───── ENTRIES SUPPLIED
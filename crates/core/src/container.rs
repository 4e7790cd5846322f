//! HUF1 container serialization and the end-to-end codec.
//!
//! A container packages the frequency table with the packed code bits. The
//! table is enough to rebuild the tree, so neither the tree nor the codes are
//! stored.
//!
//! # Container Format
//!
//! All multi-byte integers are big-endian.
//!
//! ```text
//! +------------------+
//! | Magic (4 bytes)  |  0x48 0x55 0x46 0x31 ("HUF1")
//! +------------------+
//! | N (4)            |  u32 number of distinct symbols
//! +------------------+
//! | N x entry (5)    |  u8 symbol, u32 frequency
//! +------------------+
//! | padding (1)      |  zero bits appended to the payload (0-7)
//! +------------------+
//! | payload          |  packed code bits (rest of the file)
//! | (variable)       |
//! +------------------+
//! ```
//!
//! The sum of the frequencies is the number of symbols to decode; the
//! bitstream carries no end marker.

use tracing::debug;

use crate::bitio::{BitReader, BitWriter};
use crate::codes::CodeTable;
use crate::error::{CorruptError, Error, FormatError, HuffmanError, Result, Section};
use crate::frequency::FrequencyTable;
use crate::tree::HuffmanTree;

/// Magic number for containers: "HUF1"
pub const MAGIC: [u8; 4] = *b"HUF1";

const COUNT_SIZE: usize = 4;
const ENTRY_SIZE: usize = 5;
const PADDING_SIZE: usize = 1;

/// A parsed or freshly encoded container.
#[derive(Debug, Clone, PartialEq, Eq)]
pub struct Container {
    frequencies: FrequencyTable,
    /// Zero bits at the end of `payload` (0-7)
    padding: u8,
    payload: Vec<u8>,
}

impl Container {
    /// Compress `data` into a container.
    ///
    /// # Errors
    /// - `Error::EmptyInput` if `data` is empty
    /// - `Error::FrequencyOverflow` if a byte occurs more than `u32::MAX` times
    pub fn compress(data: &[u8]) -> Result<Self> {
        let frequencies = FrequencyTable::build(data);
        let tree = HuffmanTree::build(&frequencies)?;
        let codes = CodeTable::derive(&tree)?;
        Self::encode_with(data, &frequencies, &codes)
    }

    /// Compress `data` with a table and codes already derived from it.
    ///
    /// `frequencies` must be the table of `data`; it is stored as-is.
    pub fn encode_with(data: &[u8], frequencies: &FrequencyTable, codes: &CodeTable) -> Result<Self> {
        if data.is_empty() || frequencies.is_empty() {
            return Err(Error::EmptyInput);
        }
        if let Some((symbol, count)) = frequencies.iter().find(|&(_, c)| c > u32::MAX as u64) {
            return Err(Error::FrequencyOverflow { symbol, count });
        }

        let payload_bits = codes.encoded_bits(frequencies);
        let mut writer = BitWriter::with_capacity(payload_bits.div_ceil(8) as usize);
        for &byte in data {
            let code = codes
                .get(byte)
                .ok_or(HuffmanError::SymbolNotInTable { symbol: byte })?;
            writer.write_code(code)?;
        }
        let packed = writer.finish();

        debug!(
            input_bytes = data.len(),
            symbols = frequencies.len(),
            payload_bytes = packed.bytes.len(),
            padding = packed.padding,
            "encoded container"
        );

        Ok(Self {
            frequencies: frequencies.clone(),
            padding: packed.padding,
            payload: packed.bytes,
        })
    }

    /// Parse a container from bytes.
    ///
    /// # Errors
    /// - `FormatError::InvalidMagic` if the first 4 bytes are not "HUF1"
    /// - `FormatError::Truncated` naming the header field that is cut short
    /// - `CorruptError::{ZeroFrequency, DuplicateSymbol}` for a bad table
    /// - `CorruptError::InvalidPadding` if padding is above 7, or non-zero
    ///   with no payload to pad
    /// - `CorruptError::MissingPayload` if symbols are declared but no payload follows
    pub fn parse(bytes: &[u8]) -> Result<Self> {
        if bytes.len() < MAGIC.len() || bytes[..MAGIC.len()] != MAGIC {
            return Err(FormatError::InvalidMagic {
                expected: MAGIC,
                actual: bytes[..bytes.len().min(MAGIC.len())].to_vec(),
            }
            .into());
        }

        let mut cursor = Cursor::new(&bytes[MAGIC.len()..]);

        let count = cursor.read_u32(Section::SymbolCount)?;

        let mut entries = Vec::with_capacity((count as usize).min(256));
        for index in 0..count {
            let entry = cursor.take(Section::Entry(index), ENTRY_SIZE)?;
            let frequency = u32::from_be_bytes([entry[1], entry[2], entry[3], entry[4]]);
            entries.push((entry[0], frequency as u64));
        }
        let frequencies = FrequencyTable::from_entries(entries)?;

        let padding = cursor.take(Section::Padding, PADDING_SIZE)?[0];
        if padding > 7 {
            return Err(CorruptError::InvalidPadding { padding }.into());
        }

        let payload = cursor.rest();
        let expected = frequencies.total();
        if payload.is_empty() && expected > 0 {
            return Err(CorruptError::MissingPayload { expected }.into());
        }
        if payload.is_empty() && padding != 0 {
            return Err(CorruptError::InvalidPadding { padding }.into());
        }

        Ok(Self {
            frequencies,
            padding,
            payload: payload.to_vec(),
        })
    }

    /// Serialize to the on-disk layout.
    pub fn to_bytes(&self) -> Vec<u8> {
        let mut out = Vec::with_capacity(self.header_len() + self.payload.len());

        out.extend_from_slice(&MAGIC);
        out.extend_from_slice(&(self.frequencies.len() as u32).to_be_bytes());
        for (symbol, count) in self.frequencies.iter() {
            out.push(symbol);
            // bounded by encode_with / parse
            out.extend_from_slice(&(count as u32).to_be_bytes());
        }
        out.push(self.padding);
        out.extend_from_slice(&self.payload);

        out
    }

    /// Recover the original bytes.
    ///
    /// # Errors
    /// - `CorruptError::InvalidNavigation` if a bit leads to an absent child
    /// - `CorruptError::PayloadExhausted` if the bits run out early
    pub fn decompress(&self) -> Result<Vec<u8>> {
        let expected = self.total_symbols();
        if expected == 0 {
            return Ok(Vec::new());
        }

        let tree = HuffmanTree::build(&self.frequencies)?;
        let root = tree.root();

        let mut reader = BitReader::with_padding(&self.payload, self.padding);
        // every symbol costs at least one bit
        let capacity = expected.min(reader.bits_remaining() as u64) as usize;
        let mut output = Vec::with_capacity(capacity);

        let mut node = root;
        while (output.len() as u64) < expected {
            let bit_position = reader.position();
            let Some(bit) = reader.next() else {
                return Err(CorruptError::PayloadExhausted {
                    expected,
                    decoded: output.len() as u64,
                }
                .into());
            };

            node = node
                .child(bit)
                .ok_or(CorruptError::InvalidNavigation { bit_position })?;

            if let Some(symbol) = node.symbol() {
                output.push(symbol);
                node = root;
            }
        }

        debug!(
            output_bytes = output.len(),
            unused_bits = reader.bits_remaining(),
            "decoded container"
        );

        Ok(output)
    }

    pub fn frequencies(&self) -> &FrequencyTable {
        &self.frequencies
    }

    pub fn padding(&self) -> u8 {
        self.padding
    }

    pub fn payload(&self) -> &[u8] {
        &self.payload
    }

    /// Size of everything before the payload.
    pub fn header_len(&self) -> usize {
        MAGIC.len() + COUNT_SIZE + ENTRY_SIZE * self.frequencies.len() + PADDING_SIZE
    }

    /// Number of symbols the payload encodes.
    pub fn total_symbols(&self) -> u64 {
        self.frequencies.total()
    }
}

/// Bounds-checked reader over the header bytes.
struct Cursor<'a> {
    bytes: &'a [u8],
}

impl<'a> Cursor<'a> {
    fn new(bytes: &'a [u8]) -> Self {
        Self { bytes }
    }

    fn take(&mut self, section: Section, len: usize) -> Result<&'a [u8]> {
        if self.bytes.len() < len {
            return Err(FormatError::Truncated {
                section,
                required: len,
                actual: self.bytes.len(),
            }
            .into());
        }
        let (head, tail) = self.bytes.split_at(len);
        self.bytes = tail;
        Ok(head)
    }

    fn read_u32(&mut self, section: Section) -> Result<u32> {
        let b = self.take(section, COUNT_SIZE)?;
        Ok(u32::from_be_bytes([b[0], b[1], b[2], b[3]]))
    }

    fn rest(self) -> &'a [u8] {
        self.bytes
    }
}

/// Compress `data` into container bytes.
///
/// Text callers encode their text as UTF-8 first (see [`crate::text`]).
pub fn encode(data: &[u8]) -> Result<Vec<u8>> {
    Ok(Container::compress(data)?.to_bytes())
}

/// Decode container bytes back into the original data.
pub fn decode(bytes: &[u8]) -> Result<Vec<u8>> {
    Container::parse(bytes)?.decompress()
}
──────────
» TASK TO CARRY OUT
Only the lines from the one containing "fn read_u32(&mut self, section: Section)" through the last line of the records are to be set down, exactly as they appear.

» RESULT OF THIS TASK
    fn read_u32(&mut self, section: Section) -> Result<u32> {
        let b = self.take(section, COUNT_SIZE)?;
        Ok(u32::from_be_bytes([b[0], b[1], b[2], b[3]]))
    }

    fn rest(self) -> &'a [u8] {
        self.bytes
    }
}

/// Compress `data` into container bytes.
///
/// Text callers encode their text as UTF-8 first (see [`crate::text`]).
pub fn encode(data: &[u8]) -> Result<Vec<u8>> {
    Ok(Container::compress(data)?.to_bytes())
}

/// Decode container bytes back into the original data.
pub fn decode(bytes: &[u8]) -> Result<Vec<u8>> {
    Container::parse(bytes)?.decompress()
}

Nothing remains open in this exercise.